> **WHAT TO PRODUCE**
Give back exactly the stretch of data below from the line holding "filename crates/strata-alloc/src/free_space.rs" through the line holding "when they are", both ends included, and leave the remaining lines out.

AVAILABLE RECORDS Start Marker

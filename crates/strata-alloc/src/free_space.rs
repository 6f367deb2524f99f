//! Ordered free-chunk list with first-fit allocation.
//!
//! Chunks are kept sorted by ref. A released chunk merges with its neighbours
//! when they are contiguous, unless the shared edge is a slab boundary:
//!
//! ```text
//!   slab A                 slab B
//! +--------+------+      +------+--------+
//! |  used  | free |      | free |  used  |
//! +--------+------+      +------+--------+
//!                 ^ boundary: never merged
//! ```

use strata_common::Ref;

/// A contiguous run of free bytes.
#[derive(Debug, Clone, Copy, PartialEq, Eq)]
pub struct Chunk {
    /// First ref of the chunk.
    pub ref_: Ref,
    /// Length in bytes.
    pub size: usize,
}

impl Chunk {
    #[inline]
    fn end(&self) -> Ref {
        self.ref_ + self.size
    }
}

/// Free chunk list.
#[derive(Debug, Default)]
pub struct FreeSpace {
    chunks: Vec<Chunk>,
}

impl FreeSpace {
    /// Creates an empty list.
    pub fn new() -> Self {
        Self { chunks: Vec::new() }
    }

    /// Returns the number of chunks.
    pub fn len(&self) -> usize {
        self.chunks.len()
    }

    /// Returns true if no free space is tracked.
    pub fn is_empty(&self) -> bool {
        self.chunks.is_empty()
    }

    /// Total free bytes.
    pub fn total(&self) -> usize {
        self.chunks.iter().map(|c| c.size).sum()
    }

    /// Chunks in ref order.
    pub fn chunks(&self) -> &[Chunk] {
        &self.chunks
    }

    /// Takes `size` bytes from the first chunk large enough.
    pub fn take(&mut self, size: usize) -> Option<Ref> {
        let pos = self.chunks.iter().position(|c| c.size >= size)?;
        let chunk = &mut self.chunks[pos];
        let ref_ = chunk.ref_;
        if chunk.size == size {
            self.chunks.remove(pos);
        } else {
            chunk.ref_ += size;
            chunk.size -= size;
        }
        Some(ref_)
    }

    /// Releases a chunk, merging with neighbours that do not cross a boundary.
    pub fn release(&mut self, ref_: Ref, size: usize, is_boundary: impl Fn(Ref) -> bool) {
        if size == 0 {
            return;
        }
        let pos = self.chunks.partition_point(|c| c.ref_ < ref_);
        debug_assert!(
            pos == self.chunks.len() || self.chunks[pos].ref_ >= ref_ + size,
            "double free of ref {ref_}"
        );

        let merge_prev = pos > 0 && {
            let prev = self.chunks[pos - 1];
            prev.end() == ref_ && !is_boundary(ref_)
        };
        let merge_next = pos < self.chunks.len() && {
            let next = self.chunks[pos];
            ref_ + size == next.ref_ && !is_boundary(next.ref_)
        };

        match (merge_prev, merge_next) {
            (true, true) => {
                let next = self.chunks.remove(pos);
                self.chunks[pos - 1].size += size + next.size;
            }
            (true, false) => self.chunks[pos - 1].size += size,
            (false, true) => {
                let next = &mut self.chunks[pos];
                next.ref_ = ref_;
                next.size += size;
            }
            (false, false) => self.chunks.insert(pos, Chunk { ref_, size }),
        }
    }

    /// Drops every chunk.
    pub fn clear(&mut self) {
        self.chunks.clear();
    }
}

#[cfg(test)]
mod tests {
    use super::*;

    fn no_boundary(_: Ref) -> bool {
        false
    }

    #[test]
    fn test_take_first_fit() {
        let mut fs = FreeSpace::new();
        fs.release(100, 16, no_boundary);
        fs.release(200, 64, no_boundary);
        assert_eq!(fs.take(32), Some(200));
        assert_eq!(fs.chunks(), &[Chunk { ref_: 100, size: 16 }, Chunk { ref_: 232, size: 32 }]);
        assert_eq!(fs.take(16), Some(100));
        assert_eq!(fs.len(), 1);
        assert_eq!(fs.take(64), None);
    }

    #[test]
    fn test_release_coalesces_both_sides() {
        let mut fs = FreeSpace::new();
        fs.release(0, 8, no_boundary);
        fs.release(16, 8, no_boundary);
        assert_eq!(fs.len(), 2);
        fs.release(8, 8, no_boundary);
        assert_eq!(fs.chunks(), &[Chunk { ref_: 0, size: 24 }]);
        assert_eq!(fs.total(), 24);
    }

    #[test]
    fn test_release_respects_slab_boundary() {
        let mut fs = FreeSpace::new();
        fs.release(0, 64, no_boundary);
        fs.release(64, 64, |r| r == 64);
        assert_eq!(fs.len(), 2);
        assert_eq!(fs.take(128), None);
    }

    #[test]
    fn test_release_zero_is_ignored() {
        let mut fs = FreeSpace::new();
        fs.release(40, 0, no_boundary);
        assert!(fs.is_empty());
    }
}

AVAILABLE RECORDS End Marker
AVAILABLE RECORDS Start Marker

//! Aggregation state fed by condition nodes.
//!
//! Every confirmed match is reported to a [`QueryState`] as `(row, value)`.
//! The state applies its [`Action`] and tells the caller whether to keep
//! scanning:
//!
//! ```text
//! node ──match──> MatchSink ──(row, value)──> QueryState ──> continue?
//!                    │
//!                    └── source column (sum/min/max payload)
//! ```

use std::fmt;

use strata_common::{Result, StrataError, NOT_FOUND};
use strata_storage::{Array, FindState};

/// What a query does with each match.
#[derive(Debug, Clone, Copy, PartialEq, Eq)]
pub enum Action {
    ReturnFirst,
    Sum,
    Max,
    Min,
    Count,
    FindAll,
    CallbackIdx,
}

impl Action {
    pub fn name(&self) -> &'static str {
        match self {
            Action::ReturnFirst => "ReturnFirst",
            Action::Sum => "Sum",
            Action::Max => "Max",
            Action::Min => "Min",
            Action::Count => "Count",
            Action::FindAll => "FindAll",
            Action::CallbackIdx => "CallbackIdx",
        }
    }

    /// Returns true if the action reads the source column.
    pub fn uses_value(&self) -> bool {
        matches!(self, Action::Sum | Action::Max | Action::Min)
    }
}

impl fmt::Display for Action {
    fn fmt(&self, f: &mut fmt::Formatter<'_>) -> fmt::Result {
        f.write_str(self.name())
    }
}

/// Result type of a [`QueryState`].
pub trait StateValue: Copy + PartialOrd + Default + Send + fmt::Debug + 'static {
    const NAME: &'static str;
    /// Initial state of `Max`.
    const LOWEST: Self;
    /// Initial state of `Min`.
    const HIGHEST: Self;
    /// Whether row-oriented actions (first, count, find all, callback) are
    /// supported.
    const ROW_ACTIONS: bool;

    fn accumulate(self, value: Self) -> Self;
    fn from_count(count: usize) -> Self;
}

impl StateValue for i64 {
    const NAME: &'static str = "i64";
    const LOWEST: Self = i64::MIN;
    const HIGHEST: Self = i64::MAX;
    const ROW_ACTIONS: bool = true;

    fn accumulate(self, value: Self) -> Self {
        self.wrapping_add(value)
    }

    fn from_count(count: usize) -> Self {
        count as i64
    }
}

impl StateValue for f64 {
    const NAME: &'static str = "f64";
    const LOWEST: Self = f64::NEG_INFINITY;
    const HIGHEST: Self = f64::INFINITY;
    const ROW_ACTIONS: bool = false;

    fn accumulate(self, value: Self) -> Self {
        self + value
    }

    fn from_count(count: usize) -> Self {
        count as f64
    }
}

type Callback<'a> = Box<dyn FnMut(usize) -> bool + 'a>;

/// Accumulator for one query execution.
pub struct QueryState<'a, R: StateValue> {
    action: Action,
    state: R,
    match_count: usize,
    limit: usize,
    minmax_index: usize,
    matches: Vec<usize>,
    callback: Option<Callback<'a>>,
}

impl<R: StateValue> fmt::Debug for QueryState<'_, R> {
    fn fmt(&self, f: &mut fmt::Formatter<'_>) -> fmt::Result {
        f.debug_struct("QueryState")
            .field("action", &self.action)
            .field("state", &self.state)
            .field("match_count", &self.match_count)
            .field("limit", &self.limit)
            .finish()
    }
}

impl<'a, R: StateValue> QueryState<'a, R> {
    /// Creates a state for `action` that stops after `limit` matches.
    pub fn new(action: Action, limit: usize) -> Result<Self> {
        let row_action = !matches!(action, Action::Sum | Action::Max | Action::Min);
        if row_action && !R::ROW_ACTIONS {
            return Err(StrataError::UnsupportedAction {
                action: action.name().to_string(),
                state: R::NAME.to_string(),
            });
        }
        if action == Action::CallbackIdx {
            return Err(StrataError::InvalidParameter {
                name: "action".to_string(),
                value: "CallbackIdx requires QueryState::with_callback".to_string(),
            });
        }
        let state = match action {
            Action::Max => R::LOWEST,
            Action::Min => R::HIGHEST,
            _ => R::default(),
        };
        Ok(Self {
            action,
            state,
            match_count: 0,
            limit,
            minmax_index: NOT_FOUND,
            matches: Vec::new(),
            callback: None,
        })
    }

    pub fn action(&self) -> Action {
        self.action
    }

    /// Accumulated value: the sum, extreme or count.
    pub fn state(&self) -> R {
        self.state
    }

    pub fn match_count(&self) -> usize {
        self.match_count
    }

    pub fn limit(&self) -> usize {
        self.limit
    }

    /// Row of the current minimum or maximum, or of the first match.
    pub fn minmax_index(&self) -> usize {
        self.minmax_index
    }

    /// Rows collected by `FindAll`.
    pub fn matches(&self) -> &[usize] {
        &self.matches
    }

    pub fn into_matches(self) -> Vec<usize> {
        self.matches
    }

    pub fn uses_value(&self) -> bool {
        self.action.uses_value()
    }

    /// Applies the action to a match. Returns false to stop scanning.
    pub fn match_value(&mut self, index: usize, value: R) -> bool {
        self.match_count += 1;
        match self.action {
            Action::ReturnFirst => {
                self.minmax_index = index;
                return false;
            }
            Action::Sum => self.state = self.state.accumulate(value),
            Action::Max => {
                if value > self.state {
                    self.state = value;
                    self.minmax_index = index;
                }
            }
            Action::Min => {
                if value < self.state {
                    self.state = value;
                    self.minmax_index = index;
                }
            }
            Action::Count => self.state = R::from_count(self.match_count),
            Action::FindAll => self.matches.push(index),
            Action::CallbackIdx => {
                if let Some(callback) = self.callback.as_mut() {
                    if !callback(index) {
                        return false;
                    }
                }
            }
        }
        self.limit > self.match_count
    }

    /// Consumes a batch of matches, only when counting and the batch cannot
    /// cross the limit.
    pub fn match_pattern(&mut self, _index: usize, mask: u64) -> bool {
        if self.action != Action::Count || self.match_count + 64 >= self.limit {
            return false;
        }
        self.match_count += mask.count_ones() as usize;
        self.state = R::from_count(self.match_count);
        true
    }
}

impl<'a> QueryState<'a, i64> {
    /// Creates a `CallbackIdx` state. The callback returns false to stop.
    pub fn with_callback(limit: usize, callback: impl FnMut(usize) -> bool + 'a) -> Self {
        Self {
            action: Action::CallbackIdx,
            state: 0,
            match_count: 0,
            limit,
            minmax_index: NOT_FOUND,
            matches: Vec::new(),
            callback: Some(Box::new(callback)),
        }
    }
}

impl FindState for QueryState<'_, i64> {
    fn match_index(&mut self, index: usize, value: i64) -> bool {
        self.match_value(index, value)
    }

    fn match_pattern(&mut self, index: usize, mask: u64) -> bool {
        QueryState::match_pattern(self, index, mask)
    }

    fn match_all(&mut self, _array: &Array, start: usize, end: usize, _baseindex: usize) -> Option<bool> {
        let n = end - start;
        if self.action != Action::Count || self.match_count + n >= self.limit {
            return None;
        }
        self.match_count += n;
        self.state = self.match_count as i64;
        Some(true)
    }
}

AVAILABLE RECORDS End Marker

> **COMPLETED EXERCISE**
filename crates/strata-alloc/src/free_space.rs
repository 6f367deb2524f99f
//! Ordered free-chunk list with first-fit allocation.
//!
//! Chunks are kept sorted by ref. A released chunk merges with its neighbours
//! when they are contiguous, unless the shared edge is a slab boundary:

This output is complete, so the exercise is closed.